== Segment start ==

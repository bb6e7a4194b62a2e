use std::fmt;
use std::io;

use gypsum_syntax::SyntaxError;
use itertools::Itertools;
use thiserror::Error;

#[derive(Debug, Clone, Copy, PartialEq, Eq)]
pub enum CycleLevel {
    Target,
    BuildFile,
}

impl fmt::Display for CycleLevel {
    fn fmt(&self, f: &mut fmt::Formatter<'_>) -> fmt::Result {
        match self {
            CycleLevel::Target => f.write_str("dependency graph"),
            CycleLevel::BuildFile => f.write_str(".gyp file dependency graph"),
        }
    }
}

fn format_cycles(cycles: &[Vec<String>]) -> String {
    cycles
        .iter()
        .map(|cycle| format!("Cycle: {}", cycle.join(" -> ")))
        .join("\n")
}

#[derive(Error, Debug)]
pub enum GypError {
    #[error("{file}: {source}")]
    Syntax { file: String, source: SyntaxError },

    #[error("{path} not found")]
    MissingBuildFile { path: String, source: io::Error },

    #[error("{path} does not evaluate to a dictionary")]
    NotADictionary { path: String },

    #[error("Undefined variable {name} in {build_file}")]
    UndefinedVariable { name: String, build_file: String },

    #[error("{0}")]
    TypeMismatch(String),

    #[error("Incompatible list policies {key} and {other}")]
    IncompatibleListPolicy { key: String, other: String },

    #[error("Duplicate target definitions for {0}")]
    DuplicateTargetDefinition(String),

    #[error(
        "Duplicate target name \"{name}\" in directory \"{directory}\" used both in \"{first}\" and \"{second}\""
    )]
    DuplicateTarget {
        name: String,
        directory: String,
        first: String,
        second: String,
    },

    #[error("rule {rule} exists in duplicate, target {target}")]
    DuplicateRuleName { rule: String, target: String },

    #[error(
        "extension {extension} associated with multiple rules, target {target} rules {first} and {second}"
    )]
    DuplicateRuleExtension {
        extension: String,
        target: String,
        first: String,
        second: String,
    },

    #[error("Dependency '{dependency}' not found while trying to load target {target}")]
    MissingDependency { dependency: String, target: String },

    #[error("Cycles in {level} detected:\n{}", format_cycles(.cycles))]
    DependencyCycle {
        level: CycleLevel,
        cycles: Vec<Vec<String>>,
    },

    #[error("Target {target} has an invalid target type '{found}'. Must be one of {allowed}.")]
    InvalidTargetType {
        target: String,
        found: String,
        allowed: String,
    },

    #[error("{key} not allowed in the {configuration} configuration, found in target {target}")]
    InvalidConfigurationKey {
        key: String,
        configuration: String,
        target: String,
    },

    #[error("Configuration inheritance cycle in target {target}: {}", .chain.join(" -> "))]
    ConfigurationCycle { target: String, chain: Vec<String> },

    #[error("{reason} in target {target}")]
    MalformedAction { target: String, reason: String },

    #[error("{reason} in target {target} in {build_file}")]
    MalformedRunAs {
        target: String,
        build_file: String,
        reason: String,
    },

    #[error("{message} while evaluating condition '{condition}' in {build_file}")]
    ConditionSyntax {
        condition: String,
        build_file: String,
        message: String,
    },

    #[error("{message} while evaluating condition '{condition}' in {build_file}")]
    ConditionEvaluation {
        condition: String,
        build_file: String,
        message: String,
    },

    #[error("Call to '{command}' returned exit status {status} while in {build_file}.{}", stderr_suffix(.stderr))]
    CommandFailed {
        command: String,
        build_file: String,
        status: i32,
        stderr: String,
    },

    #[error("Unable to run '{command}' while in {build_file}")]
    CommandSpawn {
        command: String,
        build_file: String,
        source: io::Error,
    },

    #[error("Expansion of '{input}' in {build_file} recursed too deeply")]
    RecursiveExpansion { input: String, build_file: String },

    #[error("{0}")]
    Invalid(String),
}

fn stderr_suffix(stderr: &str) -> String {
    if stderr.trim().is_empty() {
        String::new()
    } else {
        format!(" stderr: {}", stderr.trim_end())
    }
}

pub type GypResult<T> = anyhow::Result<T>;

== Segment end ==

● About this exercise
Check each line of the data above for the word "SyntaxError" and copy the ones where it is found.

● Output of the task
use gypsum_syntax::SyntaxError;
    Syntax { file: String, source: SyntaxError },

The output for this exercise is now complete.